Operação Ágata Amazônia
A ação teve início na tríplice fronteira da Amazônia (Brasil, Colômbia e Peru) e chegou, recentemente, à região central do Amazonas. As atividades das Forças Armadas, que envolvem um território de 274 km² na Amazônia Ocidental, são realizadas em cooperação com órgãos de proteção ambiental, segurança pública, inteligência e saúde indígena. A iniciativa conta com a participação de 1.505 militares da Marinha, do Exército e da Aeronáutica, além de 7 navios, 63 embarcações menores (lanchas, voadeiras, etc) e 16 aeronaves, para prevenir, fiscalizar e repreender os delitos transfronteiriços e ambientais.
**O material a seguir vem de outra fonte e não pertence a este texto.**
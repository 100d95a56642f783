// Copyright (c) 2026 Bountyy Oy. All rights reserved.
// This software is proprietary and confidential.

//! Technology-stack fingerprinting from single responses.
//!
//! Detection order for the language is header, then error text, then body
//! pattern. Fingerprints from several responses can be merged with
//! [`Fingerprinter::combine_fingerprints`].

use std::collections::BTreeMap;
use tracing::debug;

use super::pattern_matcher::header_lines;
use super::signatures::{ERROR_VERSION_RE, FRAMEWORK_RULES, LANGUAGE_RULES, OS_RULES, SERVER_RULES};
use crate::analysis::confidence_policy::{clamp_unit, FingerprintPolicy, STANDARD_POLICY};
use crate::http_client::HttpResponse;
use crate::types::TechStack;

/// A single detected component.
#[derive(Debug, Clone, PartialEq)]
pub struct Detection {
    pub value: String,
    pub version: Option<String>,
    pub source: String,
}

impl Detection {
    fn new(value: &str, version: Option<String>, source: &str) -> Self {
        Self {
            value: value.to_string(),
            version,
            source: source.to_string(),
        }
    }
}

#[derive(Debug, Clone)]
pub struct Fingerprinter {
    policy: FingerprintPolicy,
}

impl Fingerprinter {
    pub fn new() -> Self {
        Self {
            policy: STANDARD_POLICY.fingerprint,
        }
    }

    pub fn with_policy(policy: FingerprintPolicy) -> Self {
        Self { policy }
    }

    pub fn fingerprint(&self, response: &HttpResponse) -> TechStack {
        let headers = &response.headers;
        let body = response.body.as_str();

        let mut tech = TechStack {
            raw_headers: headers.clone(),
            ..Default::default()
        };

        if let Some(server) = self.detect_server(headers) {
            tech.detection_sources.push(format!("server: {}", server.source));
            tech.web_server = Some(server.value);
            tech.server_version = server.version;
        }

        if let Some(language) = self.detect_language(headers, body) {
            tech.detection_sources.push(format!("language: {}", language.source));
            tech.language = Some(language.value);
            tech.language_version = language.version;
        }

        if let Some(framework) = self.detect_framework(headers, body) {
            tech.detection_sources.push(format!("framework: {}", framework.source));
            tech.framework = Some(match framework.version {
                Some(v) => format!("{} {}", framework.value, v),
                None => framework.value,
            });
        }

        if let Some(os) = self.detect_os(headers, body) {
            tech.detection_sources.push(format!("os: {}", os.source));
            tech.os = Some(match os.version {
                Some(v) => format!("{} {}", os.value, v),
                None => os.value,
            });
        }

        tech.confidence = self.calculate_confidence(&tech);
        if !tech.is_empty() {
            debug!("Fingerprint: {} (confidence {:.2})", tech.summary(), tech.confidence);
        }
        tech
    }

    /// Fingerprint from error text alone, e.g. a stack trace.
    pub fn fingerprint_from_error(&self, text: &str) -> TechStack {
        let mut tech = TechStack::default();

        if let Some(language) = self.language_from_errors(text) {
            tech.detection_sources.push(format!("language: {}", language.source));
            tech.language = Some(language.value);
            tech.language_version = language.version;
        }

        if let Some(framework) = self.detect_framework(&BTreeMap::new(), text) {
            tech.detection_sources.push(format!("framework: {}", framework.source));
            tech.framework = Some(framework.value);
        }

        if let Some(os) = self.detect_os(&BTreeMap::new(), text) {
            tech.detection_sources.push(format!("os: {}", os.source));
            tech.os = Some(os.value);
        }

        tech.confidence = self.calculate_confidence(&tech);
        tech
    }

    pub fn detect_server(&self, headers: &BTreeMap<String, String>) -> Option<Detection> {
        let server = headers.get("server")?.trim();
        if server.is_empty() {
            return None;
        }

        for (name, patterns) in SERVER_RULES.iter() {
            for re in patterns {
                if let Some(caps) = re.captures(server) {
                    let version = caps.get(1).map(|m| m.as_str().to_string());
                    return Some(Detection::new(name, version, "Server header"));
                }
            }
        }

        Some(Detection::new(server, None, "Server header (unknown)"))
    }

    pub fn detect_language(
        &self,
        headers: &BTreeMap<String, String>,
        body: &str,
    ) -> Option<Detection> {
        let lines = header_lines(headers);

        for rule in LANGUAGE_RULES.iter() {
            for re in &rule.headers {
                for line in &lines {
                    if let Some(caps) = re.captures(line) {
                        let version = caps.get(1).map(|m| m.as_str().to_string());
                        return Some(Detection::new(rule.name, version, "header"));
                    }
                }
            }
        }

        if let Some(detection) = self.language_from_errors(body) {
            return Some(detection);
        }

        LANGUAGE_RULES
            .iter()
            .find(|rule| rule.body.iter().any(|re| re.is_match(body)))
            .map(|rule| Detection::new(rule.name, None, "body pattern"))
    }

    fn language_from_errors(&self, text: &str) -> Option<Detection> {
        let rule = LANGUAGE_RULES
            .iter()
            .find(|rule| rule.errors.iter().any(|re| re.is_match(text)))?;

        let version = ERROR_VERSION_RE
            .as_ref()
            .and_then(|re| re.captures(text))
            .and_then(|caps| caps.get(1))
            .map(|m| m.as_str().to_string());

        Some(Detection::new(rule.name, version, "error message"))
    }

    pub fn detect_framework(
        &self,
        headers: &BTreeMap<String, String>,
        body: &str,
    ) -> Option<Detection> {
        let mut text = header_lines(headers).join("\n");
        text.push('\n');
        text.push_str(body);

        for (name, patterns, version_re) in FRAMEWORK_RULES.iter() {
            if patterns.iter().any(|re| re.is_match(&text)) {
                let version = version_re
                    .as_ref()
                    .and_then(|re| re.captures(&text))
                    .and_then(|caps| caps.get(1))
                    .map(|m| m.as_str().to_string());
                return Some(Detection::new(name, version, "header/body pattern"));
            }
        }
        None
    }

    pub fn detect_os(&self, headers: &BTreeMap<String, String>, body: &str) -> Option<Detection> {
        let mut text = header_lines(headers).join("\n");
        text.push('\n');
        text.push_str(body);

        for (name, patterns, version_re) in OS_RULES.iter() {
            if patterns.iter().any(|re| re.is_match(&text)) {
                let version = version_re
                    .as_ref()
                    .and_then(|re| re.captures(&text))
                    .and_then(|caps| caps.get(1))
                    .map(|m| m.as_str().to_string());
                return Some(Detection::new(name, version, "path/keyword heuristic"));
            }
        }
        None
    }

    pub fn calculate_confidence(&self, tech: &TechStack) -> f64 {
        let p = &self.policy;
        let mut confidence = 0.0;

        if tech.web_server.is_some() {
            confidence += p.server_weight;
            if tech.server_version.is_some() {
                confidence += p.server_version_bonus;
            }
        }
        if tech.language.is_some() {
            confidence += p.language_weight;
            if tech.language_version.is_some() {
                confidence += p.language_version_bonus;
            }
        }
        if tech.framework.is_some() {
            confidence += p.framework_weight;
        }
        if tech.os.is_some() {
            confidence += p.os_weight;
        }

        if tech.component_count() >= p.multi_component_min {
            confidence *= p.multi_component_boost;
        }

        clamp_unit(confidence)
    }

    /// Merge fingerprints field by field, preferring entries that carry a
    /// version. Returns `None` for an empty slice.
    pub fn combine_fingerprints(&self, fingerprints: &[TechStack]) -> Option<TechStack> {
        if fingerprints.is_empty() {
            return None;
        }

        let mut merged = TechStack::default();

        let server = fingerprints
            .iter()
            .find(|f| f.web_server.is_some() && f.server_version.is_some())
            .or_else(|| fingerprints.iter().find(|f| f.web_server.is_some()));
        if let Some(f) = server {
            merged.web_server = f.web_server.clone();
            merged.server_version = f.server_version.clone();
        }

        let language = fingerprints
            .iter()
            .find(|f| f.language.is_some() && f.language_version.is_some())
            .or_else(|| fingerprints.iter().find(|f| f.language.is_some()));
        if let Some(f) = language {
            merged.language = f.language.clone();
            merged.language_version = f.language_version.clone();
        }

        merged.framework = fingerprints.iter().find_map(|f| f.framework.clone());
        merged.os = fingerprints.iter().find_map(|f| f.os.clone());

        for f in fingerprints {
            for source in &f.detection_sources {
                if !merged.detection_sources.contains(source) {
                    merged.detection_sources.push(source.clone());
                }
            }
            for (name, value) in &f.raw_headers {
                merged
                    .raw_headers
                    .entry(name.clone())
                    .or_insert_with(|| value.clone());
            }
        }

        merged.confidence = self.calculate_confidence(&merged);
        Some(merged)
    }
}

impl Default for Fingerprinter {
    fn default() -> Self {
        Self::new()
    }
}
Interoperabilidade, logística e mobilização, assuntos estratégicos, educação e cultura
Criado em 25 de agosto de 2010, o EMCFA é o órgão da Defesa responsável pelo planejamento estratégico e pelo planejamento do emprego conjunto das Forças Naval, Terrestre e Aérea brasileiras. Assim sendo, assessora o Ministro da Defesa em assuntos como operações conjuntas, estratégias militares de defesa, mobilização nacional e serviço militar, relações internacionais e política externa de Defesa, ensino e pesquisa relacionados ao tema da pasta, articulação e equipamento das Forças Armadas, e setores estratégicos – nuclear, cibernético e espacial, entre outros.
Em quase 13 anos de existência, as atividades ocorrem com estreita cooperação. A palavra de ordem é “interoperabilidade entre as Forças Armadas para garantia da soberania nacional”. Nesse cenário, as mais altas referências estratégicas são a Política Nacional de Defesa (PND), a Estratégia Nacional de Defesa (END) e o Livro Branco de Defesa Nacional (LBDN). Atualmente, sob a gestão do Almirante de Esquadra Renato Rodrigues de Aguiar Freire, são quatro as grandes chefias que entregam resultados em todas as áreas relacionadas à organização: CHOC (Chefia de OperaÇões Conjuntas), CHELOG (Chefia de Logística e Mobilização), CAE (Chefia de Assuntos Estratégicos) e CHEC (Chefia de Educação e Cultura).